= Beginning of Section =
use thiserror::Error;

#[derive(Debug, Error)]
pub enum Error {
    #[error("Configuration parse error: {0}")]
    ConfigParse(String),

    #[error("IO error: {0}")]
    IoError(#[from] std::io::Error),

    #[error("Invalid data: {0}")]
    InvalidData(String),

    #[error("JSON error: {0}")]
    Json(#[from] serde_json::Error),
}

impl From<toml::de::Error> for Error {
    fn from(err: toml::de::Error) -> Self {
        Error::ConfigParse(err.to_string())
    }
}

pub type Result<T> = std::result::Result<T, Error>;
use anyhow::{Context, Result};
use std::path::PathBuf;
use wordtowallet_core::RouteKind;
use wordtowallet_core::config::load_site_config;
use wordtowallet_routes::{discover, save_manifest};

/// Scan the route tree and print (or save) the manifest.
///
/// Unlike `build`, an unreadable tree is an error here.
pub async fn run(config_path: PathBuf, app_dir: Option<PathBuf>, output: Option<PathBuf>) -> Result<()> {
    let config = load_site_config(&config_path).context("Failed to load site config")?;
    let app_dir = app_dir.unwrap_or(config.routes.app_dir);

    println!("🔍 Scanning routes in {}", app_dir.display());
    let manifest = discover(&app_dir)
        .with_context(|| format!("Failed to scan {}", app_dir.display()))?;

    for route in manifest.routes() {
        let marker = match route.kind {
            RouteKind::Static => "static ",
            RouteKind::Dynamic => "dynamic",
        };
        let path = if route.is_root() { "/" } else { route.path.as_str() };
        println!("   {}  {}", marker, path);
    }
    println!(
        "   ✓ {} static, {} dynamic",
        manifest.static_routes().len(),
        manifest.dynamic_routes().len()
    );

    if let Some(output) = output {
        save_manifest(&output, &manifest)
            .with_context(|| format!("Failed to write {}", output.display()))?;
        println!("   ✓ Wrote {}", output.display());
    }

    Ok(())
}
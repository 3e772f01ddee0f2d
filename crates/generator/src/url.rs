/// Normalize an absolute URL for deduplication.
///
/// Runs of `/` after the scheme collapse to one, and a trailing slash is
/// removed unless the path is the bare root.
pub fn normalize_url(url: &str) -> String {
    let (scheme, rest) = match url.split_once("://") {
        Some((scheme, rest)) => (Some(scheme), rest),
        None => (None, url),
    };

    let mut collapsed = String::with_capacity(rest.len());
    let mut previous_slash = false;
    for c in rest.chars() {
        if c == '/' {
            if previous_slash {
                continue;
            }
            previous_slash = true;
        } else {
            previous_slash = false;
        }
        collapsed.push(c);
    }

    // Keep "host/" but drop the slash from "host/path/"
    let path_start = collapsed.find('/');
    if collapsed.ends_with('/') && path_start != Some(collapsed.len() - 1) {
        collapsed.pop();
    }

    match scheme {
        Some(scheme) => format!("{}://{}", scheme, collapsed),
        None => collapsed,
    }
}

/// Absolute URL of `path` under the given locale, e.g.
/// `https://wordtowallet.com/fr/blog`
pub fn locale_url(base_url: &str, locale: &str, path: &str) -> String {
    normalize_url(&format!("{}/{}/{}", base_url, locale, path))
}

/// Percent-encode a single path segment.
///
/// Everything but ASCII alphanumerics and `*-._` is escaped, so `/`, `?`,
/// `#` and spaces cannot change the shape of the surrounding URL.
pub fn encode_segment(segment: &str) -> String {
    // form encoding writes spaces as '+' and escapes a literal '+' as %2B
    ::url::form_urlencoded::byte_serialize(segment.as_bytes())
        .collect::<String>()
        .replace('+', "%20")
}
= End of Section =
= Beginning of Section =
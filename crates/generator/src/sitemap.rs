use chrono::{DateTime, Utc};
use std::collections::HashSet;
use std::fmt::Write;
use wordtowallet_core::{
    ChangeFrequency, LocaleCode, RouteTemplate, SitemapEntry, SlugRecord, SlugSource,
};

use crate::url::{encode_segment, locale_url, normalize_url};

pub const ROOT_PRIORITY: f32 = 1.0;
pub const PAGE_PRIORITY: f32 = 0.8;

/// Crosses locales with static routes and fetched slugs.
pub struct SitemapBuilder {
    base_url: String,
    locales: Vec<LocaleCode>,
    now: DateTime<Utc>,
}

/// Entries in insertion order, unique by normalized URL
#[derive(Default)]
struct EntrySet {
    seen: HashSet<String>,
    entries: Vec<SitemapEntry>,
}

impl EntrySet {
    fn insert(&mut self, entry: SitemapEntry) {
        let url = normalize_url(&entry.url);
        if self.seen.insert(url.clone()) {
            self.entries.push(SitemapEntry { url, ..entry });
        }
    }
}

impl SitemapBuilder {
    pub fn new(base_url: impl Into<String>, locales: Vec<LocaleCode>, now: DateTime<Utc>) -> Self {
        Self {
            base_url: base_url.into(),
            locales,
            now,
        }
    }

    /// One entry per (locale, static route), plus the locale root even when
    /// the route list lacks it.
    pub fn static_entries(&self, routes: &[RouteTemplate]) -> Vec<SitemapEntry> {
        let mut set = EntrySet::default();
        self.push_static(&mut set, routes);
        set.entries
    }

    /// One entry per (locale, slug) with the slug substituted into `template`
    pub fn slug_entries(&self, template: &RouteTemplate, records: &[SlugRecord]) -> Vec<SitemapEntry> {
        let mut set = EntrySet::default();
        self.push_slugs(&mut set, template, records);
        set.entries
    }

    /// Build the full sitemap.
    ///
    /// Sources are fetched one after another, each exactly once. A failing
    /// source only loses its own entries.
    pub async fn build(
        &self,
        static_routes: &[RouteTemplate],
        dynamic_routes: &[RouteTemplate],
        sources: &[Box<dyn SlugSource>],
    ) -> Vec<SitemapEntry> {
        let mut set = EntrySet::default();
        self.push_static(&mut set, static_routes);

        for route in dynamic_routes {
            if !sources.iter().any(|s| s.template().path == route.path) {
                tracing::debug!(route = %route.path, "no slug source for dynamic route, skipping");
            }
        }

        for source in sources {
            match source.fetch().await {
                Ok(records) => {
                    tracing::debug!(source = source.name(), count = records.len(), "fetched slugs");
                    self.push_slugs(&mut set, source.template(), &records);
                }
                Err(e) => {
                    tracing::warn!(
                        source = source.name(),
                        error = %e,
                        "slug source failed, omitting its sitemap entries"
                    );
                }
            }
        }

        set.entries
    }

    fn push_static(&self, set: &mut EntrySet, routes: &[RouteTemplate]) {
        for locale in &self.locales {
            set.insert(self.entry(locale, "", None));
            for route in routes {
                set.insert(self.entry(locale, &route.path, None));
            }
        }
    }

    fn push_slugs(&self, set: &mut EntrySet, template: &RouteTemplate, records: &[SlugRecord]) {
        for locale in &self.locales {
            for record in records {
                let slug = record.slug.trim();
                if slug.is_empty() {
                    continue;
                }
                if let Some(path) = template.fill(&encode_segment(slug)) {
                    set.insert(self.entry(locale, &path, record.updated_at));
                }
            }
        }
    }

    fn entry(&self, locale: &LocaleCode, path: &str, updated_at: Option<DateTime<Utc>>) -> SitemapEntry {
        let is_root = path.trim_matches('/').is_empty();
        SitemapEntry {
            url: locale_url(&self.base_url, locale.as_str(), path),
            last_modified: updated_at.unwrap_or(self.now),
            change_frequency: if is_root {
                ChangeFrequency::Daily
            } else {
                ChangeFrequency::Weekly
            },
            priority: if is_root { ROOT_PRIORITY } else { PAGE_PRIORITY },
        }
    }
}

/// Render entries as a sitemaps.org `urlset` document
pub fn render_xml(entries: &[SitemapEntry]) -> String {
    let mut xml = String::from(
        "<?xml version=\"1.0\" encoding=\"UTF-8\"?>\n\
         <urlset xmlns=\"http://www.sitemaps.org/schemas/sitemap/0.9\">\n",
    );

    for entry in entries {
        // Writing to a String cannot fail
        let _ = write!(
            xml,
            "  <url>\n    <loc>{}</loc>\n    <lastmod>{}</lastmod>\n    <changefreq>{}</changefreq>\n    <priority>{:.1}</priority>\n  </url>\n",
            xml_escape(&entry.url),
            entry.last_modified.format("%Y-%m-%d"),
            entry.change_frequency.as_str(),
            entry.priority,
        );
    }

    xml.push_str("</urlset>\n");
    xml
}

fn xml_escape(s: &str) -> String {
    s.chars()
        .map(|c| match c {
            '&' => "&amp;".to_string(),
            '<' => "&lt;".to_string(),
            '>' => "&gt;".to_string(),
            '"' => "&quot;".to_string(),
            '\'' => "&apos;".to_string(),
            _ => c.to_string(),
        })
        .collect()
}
= End of Section =
__ACTIVITY__
Show every line of the listing that includes the word "collapsed".

__SOLUTION FOR THIS TASK__
    let mut collapsed = String::with_capacity(rest.len());
        collapsed.push(c);
    let path_start = collapsed.find('/');
    if collapsed.ends_with('/') && path_start != Some(collapsed.len() - 1) {
        collapsed.pop();
        Some(scheme) => format!("{}://{}", scheme, collapsed),
        None => collapsed,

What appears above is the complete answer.